Berlin (APA/Reuters) - Die geplante neue Gaspipeline Nord Stream II durch die Ostsee würde nach Ansicht der polnischen Ministerpräsidentin Beata Szydlo Europa teilen. „Das ist eine Investition, die für die Spaltung Europas sorgt“, sagte Szydlo am Mittwoch in Berlin nach einem Treffen mit Bundeskanzlerin Angela Merkel.
Deshalb habe sie zusammen mit anderen Regierungen einen Brief an die EU-Kommission geschrieben, die das Projekt derzeit daraufhin prüft, ob europäisches Recht eingehalten wird.
Merkel bezeichnete das Projekt, das russisches Gas nach Deutschland bringen soll, erneut als wirtschaftliches und nicht politisches Projekt. Es seien auch nicht nur deutsche Firmen, sondern auch die österreichische OMV und der britisch-niederländische Ölkonzern Shell beteiligt.
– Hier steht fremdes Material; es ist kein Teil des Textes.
use anyhow::{Context, Result, anyhow, bail};
use clap::Subcommand;
use std::path::PathBuf;

use crate::backend::directory::{self, ColumnNames};
use crate::backend::export::{self, ExportFormat};
use crate::backend::loader::{self, Source};
use crate::backend::merge::{MergeResult, TemplateMerger};
use crate::backend::parser::{Record, Table};
use crate::backend::settings::Settings;

#[derive(Subcommand, Debug)]
pub enum Command {
    /// Print one merged draft to stdout
    Draft {
        /// Value of the contact name column
        #[arg(long)]
        contact: String,
        /// Only match contacts of this company
        #[arg(long)]
        company: Option<String>,
        /// Value of the template name column
        #[arg(long)]
        template: String,
    },
    /// Merge a template with every contact and write the drafts to a file
    Export {
        #[arg(long)]
        template: String,
        /// Only export contacts of this company
        #[arg(long)]
        company: Option<String>,
        #[arg(short, long)]
        output: PathBuf,
        #[arg(long, value_enum, default_value_t = ExportFormat::Csv)]
        format: ExportFormat,
    },
}

pub fn run(command: Command, settings: &Settings) -> Result<()> {
    let contacts = load_required(&settings.contacts_source, "contacts", settings)?;
    let templates = load_required(&settings.templates_source, "templates", settings)?;
    let columns = &settings.columns;

    match command {
        Command::Draft {
            contact,
            company,
            template,
        } => {
            let draft = draft_for(
                &contacts,
                &templates,
                columns,
                &contact,
                company.as_deref(),
                &template,
            )?;
            println!("{}\n\n{}", draft.subject, draft.body);
        }
        Command::Export {
            template,
            company,
            output,
            format,
        } => {
            let template = find_template(&templates, columns, &template)?;
            let selected = select_contacts(&contacts, columns, company.as_deref());
            if selected.is_empty() {
                bail!("No contacts to export");
            }
            let written = export::export_drafts(&selected, template, &output, format)?;
            println!("Wrote {} drafts to {}", written, output.display());
        }
    }
    Ok(())
}

fn load_required(raw: &str, label: &str, settings: &Settings) -> Result<Table> {
    let source = Source::parse(raw)
        .with_context(|| format!("No {} source configured; pass --{}", label, label))?;
    let table = loader::load_table(&source, settings.fetch_timeout())
        .with_context(|| format!("Error loading {}", label))?;
    if table.is_empty() {
        bail!("No {} found in {}; check headers", label, source);
    }
    Ok(table)
}

fn select_contacts<'a>(contacts: &'a Table, columns: &ColumnNames, company: Option<&str>) -> Vec<&'a Record> {
    match company {
        Some(company) => directory::contacts_for(contacts, &columns.company, company),
        None => contacts.records().iter().collect(),
    }
}

fn find_template<'a>(templates: &'a Table, columns: &ColumnNames, name: &str) -> Result<&'a Record> {
    directory::find_by(templates, &columns.template_name, name)
        .ok_or_else(|| anyhow!("No template named {:?}", name))
}

fn draft_for(
    contacts: &Table,
    templates: &Table,
    columns: &ColumnNames,
    contact: &str,
    company: Option<&str>,
    template: &str,
) -> Result<MergeResult> {
    let template = find_template(templates, columns, template)?;
    let contact = select_contacts(contacts, columns, company)
        .into_iter()
        .find(|record| record.get(&columns.contact) == Some(contact))
        .ok_or_else(|| anyhow!("No contact named {:?}", contact))?;
    Ok(TemplateMerger::merge(contact, template))
}

#[cfg(test)]
mod tests {
    use super::*;
    use crate::backend::parser::CsvTable;

    fn tables() -> (Table, Table) {
        let contacts = CsvTable::parse(
            "COMPANY NAME,AGENT NAME,City\nAcme,Sam,Leeds\nZeta,Sam,York\nZeta,Ann,Hull",
        );
        let templates = CsvTable::parse(
            "TemplateName,Subject,Body\nIntro,Hi {AGENT NAME},See you in {City}",
        );
        (contacts, templates)
    }

    #[test]
    fn test_draft_for_respects_company() -> Result<()> {
        let (contacts, templates) = tables();
        let columns = ColumnNames::default();

        let first = draft_for(&contacts, &templates, &columns, "Sam", None, "Intro")?;
        assert_eq!(first.body, "See you in Leeds");

        let zeta = draft_for(&contacts, &templates, &columns, "Sam", Some("Zeta"), "Intro")?;
        assert_eq!(zeta.subject, "Hi Sam");
        assert_eq!(zeta.body, "See you in York");
        Ok(())
    }

    #[test]
    fn test_unknown_names_are_errors() {
        let (contacts, templates) = tables();
        let columns = ColumnNames::default();

        let err = draft_for(&contacts, &templates, &columns, "Nobody", None, "Intro").unwrap_err();
        assert!(err.to_string().contains("No contact named"));

        let err = draft_for(&contacts, &templates, &columns, "Ann", None, "Outro").unwrap_err();
        assert!(err.to_string().contains("No template named"));

        let err = draft_for(&contacts, &templates, &columns, "Ann", Some("Acme"), "Intro").unwrap_err();
        assert!(err.to_string().contains("No contact named"));
    }

    #[test]
    fn test_select_contacts() {
        let (contacts, _) = tables();
        let columns = ColumnNames::default();
        assert_eq!(select_contacts(&contacts, &columns, None).len(), 3);
        assert_eq!(select_contacts(&contacts, &columns, Some("Zeta")).len(), 2);
        assert!(select_contacts(&contacts, &columns, Some("Nope")).is_empty());
    }

    #[test]
    fn test_missing_source_is_an_error() {
        let settings = Settings::default();
        let err = load_required(&settings.contacts_source, "contacts", &settings).unwrap_err();
        assert!(err.to_string().contains("--contacts"));
    }
}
Zu dem Nord-Stream-II-Konsortium gehören auch BASF/Wintershall und E.ON. Sie könne die Fragen Polens und anderer osteuropäischer Staaten verstehen, sagte Merkel. Aber sie überlasse die Prüfung der EU-Kommission. Sie werde darauf achten, dass Länder wie die Slowakei oder die Ukraine nicht vollkommen von Gaslieferungen abgeschnitten würden.
Hintergrund ist die Sorge etlicher osteuropäischer Länder, dass Russland künftig Gas nicht mehr durch die Ukraine und Polen nach Westen schicken könnte, sondern nur noch durch die Ostsee direkt nach Deutschland. Dann würden die osteuropäische Länder etwa Durchleitungsgebühren verlieren.